//! Unified SQL storage implementations.
//!
//! This module provides the shared version store for SQL-based backends
//! (PostgreSQL, SQLite). The implementation is parameterized by dialect
//! using the `SqlDialect` trait.

mod query;
mod version_store;

pub use query::SqlDialect;
pub use version_store::SqlVersionStore;

#[cfg(feature = "postgres")]
pub mod postgres {
    //! PostgreSQL dialect.

    use sea_query::{Alias, IntoTableRef, PostgresQueryBuilder, TableRef};
    use sea_query_binder::{SqlxBinder, SqlxValues};

    use crate::storage::schema::{
        CREATE_POSTGRES_SCHEMA, DROP_POSTGRES_SCHEMA, OCC_TABLE, PROJECTION_SCHEMA,
    };

    /// SQLSTATE `unique_violation`.
    const UNIQUE_VIOLATION: &str = "23505";

    /// PostgreSQL dialect marker type.
    pub struct Postgres;

    impl super::SqlDialect for Postgres {
        type Database = sqlx::Postgres;

        const NAME: &'static str = "postgres";
        const CREATE_SCHEMA: &'static [&'static str] = CREATE_POSTGRES_SCHEMA;
        const DROP_SCHEMA: &'static [&'static str] = DROP_POSTGRES_SCHEMA;

        fn table() -> TableRef {
            (Alias::new(PROJECTION_SCHEMA), Alias::new(OCC_TABLE)).into_table_ref()
        }

        fn build<S: SqlxBinder>(stmt: &S) -> (String, SqlxValues) {
            stmt.build_sqlx(PostgresQueryBuilder)
        }

        fn is_compatible(url: &str) -> bool {
            url.starts_with("postgres://") || url.starts_with("postgresql://")
        }

        fn is_duplicate_code(code: &str) -> bool {
            code == UNIQUE_VIOLATION
        }
    }

    /// PostgreSQL version store.
    pub type PostgresVersionStore = super::SqlVersionStore<Postgres>;
}

#[cfg(feature = "sqlite")]
pub mod sqlite {
    //! SQLite dialect.

    use sea_query::{Alias, IntoTableRef, SqliteQueryBuilder, TableRef};
    use sea_query_binder::{SqlxBinder, SqlxValues};

    use crate::storage::schema::{CREATE_SQLITE_SCHEMA, DROP_SQLITE_SCHEMA, PREFIXED_OCC_TABLE};

    /// `SQLITE_CONSTRAINT_PRIMARYKEY` extended result code.
    const CONSTRAINT_PRIMARYKEY: &str = "1555";
    /// `SQLITE_CONSTRAINT_UNIQUE` extended result code.
    const CONSTRAINT_UNIQUE: &str = "2067";

    /// SQLite dialect marker type.
    pub struct Sqlite;

    impl super::SqlDialect for Sqlite {
        type Database = sqlx::Sqlite;

        const NAME: &'static str = "sqlite";
        const CREATE_SCHEMA: &'static [&'static str] = CREATE_SQLITE_SCHEMA;
        const DROP_SCHEMA: &'static [&'static str] = DROP_SQLITE_SCHEMA;

        fn table() -> TableRef {
            Alias::new(PREFIXED_OCC_TABLE).into_table_ref()
        }

        fn build<S: SqlxBinder>(stmt: &S) -> (String, SqlxValues) {
            stmt.build_sqlx(SqliteQueryBuilder)
        }

        fn is_compatible(url: &str) -> bool {
            url.starts_with("sqlite:")
        }

        fn is_duplicate_code(code: &str) -> bool {
            code == CONSTRAINT_PRIMARYKEY || code == CONSTRAINT_UNIQUE
        }
    }

    /// SQLite version store.
    pub type SqliteVersionStore = super::SqlVersionStore<Sqlite>;
}
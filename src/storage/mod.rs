//! Storage implementations.
//!
//! Every backend implements [`VersionStore`], the optimistic-concurrency
//! contract that tracks one opaque version token per `(handler, resource)`.

mod version_store;

#[cfg(any(feature = "postgres", feature = "sqlite"))]
pub mod schema;
#[cfg(any(feature = "postgres", feature = "sqlite"))]
pub mod sql;

#[cfg(feature = "dynamo")]
pub mod dynamo;

#[cfg(any(test, feature = "test-utils"))]
pub mod mock;

pub use version_store::{Swap, VersionStore};

#[cfg(feature = "postgres")]
pub use sql::postgres::{Postgres, PostgresVersionStore};
#[cfg(any(feature = "postgres", feature = "sqlite"))]
pub use sql::{SqlDialect, SqlVersionStore};
#[cfg(feature = "sqlite")]
pub use sql::sqlite::{Sqlite, SqliteVersionStore};

#[cfg(feature = "dynamo")]
pub use dynamo::{Decorators, DynamoUnit, DynamoVersionStore};

pub use crate::config::{DynamoConfig, PostgresConfig, SqliteConfig, StorageConfig, StorageType};

/// Errors that can occur during storage operations.
///
/// Version conflicts are deliberately absent: a failed compare-and-swap is
/// reported as `Ok(false)`, never as an error.
#[derive(Debug, thiserror::Error)]
pub enum StorageError {
    #[cfg(any(feature = "postgres", feature = "sqlite"))]
    #[error("Database error: {0}")]
    Database(#[from] sqlx::Error),

    #[cfg(any(feature = "postgres", feature = "sqlite"))]
    #[error("Query build error: {0}")]
    Query(#[from] sea_query::error::Error),

    #[cfg(feature = "dynamo")]
    #[error("DynamoDB error: {0}")]
    Dynamo(Box<aws_sdk_dynamodb::Error>),

    #[cfg(feature = "dynamo")]
    #[error("DynamoDB request build error: {0}")]
    Build(#[from] aws_sdk_dynamodb::error::BuildError),

    #[cfg(feature = "dynamo")]
    #[error("DynamoDB table {table} did not become active")]
    TableNotActive { table: String },

    #[error("Backend scheme '{scheme}' is not compatible with the {dialect} dialect")]
    Incompatible { dialect: &'static str, scheme: String },

    #[error("Resource identifier must not be empty")]
    EmptyResource,

    #[error("Version record for handler {handler}, resource {resource} has no binary version")]
    MalformedRecord { handler: String, resource: String },

    #[error("Request decorator altered the version swap of {operation}")]
    DecoratorViolation { operation: &'static str },

    #[error("Injected failure: {0}")]
    Injected(&'static str),
}

/// Result type for storage operations.
pub type Result<T> = std::result::Result<T, StorageError>;
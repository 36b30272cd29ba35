//! Typed, prefetch-bounded queue consumer.

use std::any::Any;
use std::fmt;
use std::sync::Arc;
use std::time::Duration;

use async_trait::async_trait;
use chrono::{DateTime, Utc};
use futures_util::StreamExt;
use opentelemetry::trace::TraceContextExt;
use parking_lot::{Mutex, RwLock};
use postbus_log::Logger;
use postbus_telemetry::extract_context;
use tokio::sync::{Semaphore, watch};
use tokio::task::JoinHandle;
use tracing::{debug, error, info, warn};

use crate::config::ConsumerOptions;
use crate::context::{ConsumeContext, DeliveryInfo};
use crate::error::MessagingError;
use crate::handler::ConsumerHandler;
use crate::hooks::{ConsumedMessage, Hooks};
use crate::message::{DynMessage, Message};
use crate::pipeline::{HandlerFn, PipelineChain, PipelineFuture};
use crate::retry::{Retry, cancelled};
use crate::serializer::{MessageSerializer, SerializerExt};
use crate::traits::{BrokerChannel, BrokerConnection, DeliveryStream, IncomingDelivery};

/// Lifecycle of a consumer.
#[derive(Debug, Clone, Copy, PartialEq, Eq)]
pub enum ConsumerState {
    Created,
    Consuming,
    Draining,
    Stopped,
}

impl fmt::Display for ConsumerState {
    fn fmt(&self, f: &mut fmt::Formatter<'_>) -> fmt::Result {
        let s = match self {
            ConsumerState::Created => "created",
            ConsumerState::Consuming => "consuming",
            ConsumerState::Draining => "draining",
            ConsumerState::Stopped => "stopped",
        };
        write!(f, "{}", s)
    }
}

/// Type-erased consumer, as held by a bus.
#[async_trait]
pub trait BusConsumer: Send + Sync {
    /// Type name of the messages consumed.
    fn message_type(&self) -> &'static str;

    fn queue(&self) -> &str;

    fn state(&self) -> ConsumerState;

    /// Subscribe to the queue and start the delivery loop.
    async fn consume(&self) -> Result<(), MessagingError>;

    /// Stop receiving and wait for in-flight deliveries.
    async fn unconsume(&self, drain_timeout: Duration) -> Result<(), MessagingError>;

    fn as_any(&self) -> &dyn Any;

    fn as_any_arc(self: Arc<Self>) -> Arc<dyn Any + Send + Sync>;
}

struct Running {
    channel: Arc<dyn BrokerChannel>,
    semaphore: Arc<Semaphore>,
    capacity: u32,
    cancel: watch::Sender<bool>,
    loop_handle: JoinHandle<()>,
}

/// Consumer of one message type on one queue.
///
/// Owns its channel while consuming. Deliveries are handled concurrently
/// up to [`ConsumerOptions::effective_concurrency`]; every connected
/// handler runs through the pipeline chain with retry, then the delivery is
/// acked if all of them succeeded and nacked with requeue otherwise.
pub struct RabbitMqConsumer<M: Message> {
    connection: Arc<dyn BrokerConnection>,
    serializer: Arc<dyn MessageSerializer>,
    logger: Logger,
    options: Arc<ConsumerOptions>,
    pipelines: PipelineChain,
    handlers: Arc<RwLock<Vec<Arc<dyn ConsumerHandler<M>>>>>,
    hooks: Arc<Hooks>,
    state: Arc<Mutex<ConsumerState>>,
    running: Arc<tokio::sync::Mutex<Option<Running>>>,
}
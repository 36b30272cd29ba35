//! Handler retry with backoff, cancellable between attempts.

use std::future::Future;
use std::time::Duration;

use tokio::sync::watch;
use tracing::{debug, warn};

/// Backoff strategy for retries.
#[derive(Debug, Clone, PartialEq)]
pub enum BackoffStrategy {
    /// No delay between retries.
    None,
    /// Constant delay between retries.
    Constant(Duration),
    /// Delay grows by a fixed increment.
    Linear {
        initial: Duration,
        increment: Duration,
        max: Duration,
    },
    /// Delay is multiplied on every retry.
    Exponential {
        initial: Duration,
        multiplier: f64,
        max: Duration,
    },
}

impl BackoffStrategy {
    pub fn constant(delay: Duration) -> Self {
        Self::Constant(delay)
    }

    pub fn linear(initial: Duration, increment: Duration) -> Self {
        Self::Linear {
            initial,
            increment,
            max: Duration::from_secs(30),
        }
    }

    pub fn exponential(initial: Duration) -> Self {
        Self::Exponential {
            initial,
            multiplier: 2.0,
            max: Duration::from_secs(30),
        }
    }

    /// Set maximum delay.
    pub fn with_max(self, max: Duration) -> Self {
        match self {
            Self::Linear {
                initial, increment, ..
            } => Self::Linear {
                initial,
                increment,
                max,
            },
            Self::Exponential {
                initial,
                multiplier,
                ..
            } => Self::Exponential {
                initial,
                multiplier,
                max,
            },
            other => other,
        }
    }

    /// Delay after the given failed attempt (0-indexed).
    pub fn delay_for_attempt(&self, attempt: u32) -> Duration {
        match self {
            Self::None => Duration::ZERO,
            Self::Constant(d) => *d,
            Self::Linear {
                initial,
                increment,
                max,
            } => (*initial + increment.saturating_mul(attempt)).min(*max),
            Self::Exponential {
                initial,
                multiplier,
                max,
            } => {
                let factor = multiplier.powi(attempt as i32);
                let millis = (initial.as_millis() as f64 * factor) as u64;
                Duration::from_millis(millis).min(*max)
            }
        }
    }
}

impl Default for BackoffStrategy {
    fn default() -> Self {
        Self::exponential(Duration::from_millis(100))
    }
}

/// How often a failing handler is invoked before the delivery is nacked.
#[derive(Debug, Clone, PartialEq)]
pub struct RetryPolicy {
    /// Total attempts, including the first.
    pub max_attempts: u32,
    pub backoff: BackoffStrategy,
}

impl Default for RetryPolicy {
    fn default() -> Self {
        Self {
            max_attempts: 3,
            backoff: BackoffStrategy::default(),
        }
    }
}

impl RetryPolicy {
    pub fn new(max_attempts: u32) -> Self {
        Self {
            max_attempts,
            ..Default::default()
        }
    }

    pub fn backoff(mut self, backoff: BackoffStrategy) -> Self {
        self.backoff = backoff;
        self
    }
}

/// Failure after retrying.
#[derive(Debug)]
pub struct RetryError<E> {
    /// Last error encountered.
    pub last_error: E,
    /// Attempts made.
    pub attempts: u32,
    /// Retrying stopped early because of cancellation.
    pub cancelled: bool,
}

impl<E: std::fmt::Display> std::fmt::Display for RetryError<E> {
    fn fmt(&self, f: &mut std::fmt::Formatter<'_>) -> std::fmt::Result {
        if self.cancelled {
            write!(
                f,
                "Cancelled after {} attempts: {}",
                self.attempts, self.last_error
            )
        } else {
            write!(
                f,
                "Failed after {} attempts: {}",
                self.attempts, self.last_error
            )
        }
    }
}

impl<E: std::fmt::Debug + std::fmt::Display> std::error::Error for RetryError<E> {}

/// Resolves once `cancel` reads `true`. Never resolves if the sender is
/// dropped without cancelling.
pub async fn cancelled(cancel: &mut watch::Receiver<bool>) {
    loop {
        if *cancel.borrow_and_update() {
            return;
        }
        if cancel.changed().await.is_err() {
            std::future::pending::<()>().await;
        }
    }
}

/// Retry executor.
#[derive(Debug, Clone, Default)]
pub struct Retry {
    policy: RetryPolicy,
}

impl Retry {
    pub fn new(policy: RetryPolicy) -> Self {
        Self { policy }
    }

    pub fn policy(&self) -> &RetryPolicy {
        &self.policy
    }

    /// Call `f` until it succeeds or the attempts run out.
    ///
    /// The backoff sleep is aborted when `cancel` flips to `true`; the
    /// error then carries `cancelled = true`.
    pub async fn call<F, Fut, T, E>(
        &self,
        mut f: F,
        cancel: &mut watch::Receiver<bool>,
    ) -> Result<T, RetryError<E>>
    where
        F: FnMut() -> Fut,
        Fut: Future<Output = Result<T, E>>,
        E: std::fmt::Display,
    {
        let max_attempts = self.policy.max_attempts.max(1);
        let mut attempt = 0;

        loop {
            let error = match f().await {
                Ok(result) => {
                    if attempt > 0 {
                        debug!(attempt = attempt + 1, "Retry succeeded");
                    }
                    return Ok(result);
                }
                Err(e) => e,
            };

            if attempt + 1 >= max_attempts {
                warn!(
                    attempt = attempt + 1,
                    max_attempts,
                    error = %error,
                    "Final retry attempt failed"
                );
                return Err(RetryError {
                    last_error: error,
                    attempts: attempt + 1,
                    cancelled: false,
                });
            }

            let delay = self.policy.backoff.delay_for_attempt(attempt);
            debug!(
                attempt = attempt + 1,
                delay = ?delay,
                error = %error,
                "Retry attempt failed, waiting before retry"
            );

            tokio::select! {
                _ = tokio::time::sleep(delay) => {}
                _ = cancelled(cancel) => {
                    return Err(RetryError {
                        last_error: error,
                        attempts: attempt + 1,
                        cancelled: true,
                    });
                }
            }

            attempt += 1;
        }
    }
}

* **HOW TO COMPLETE THIS TASK**
Your answer must be a single number: the count of lines in the records that hold the word "factor".

* **RESULT BELOW**
2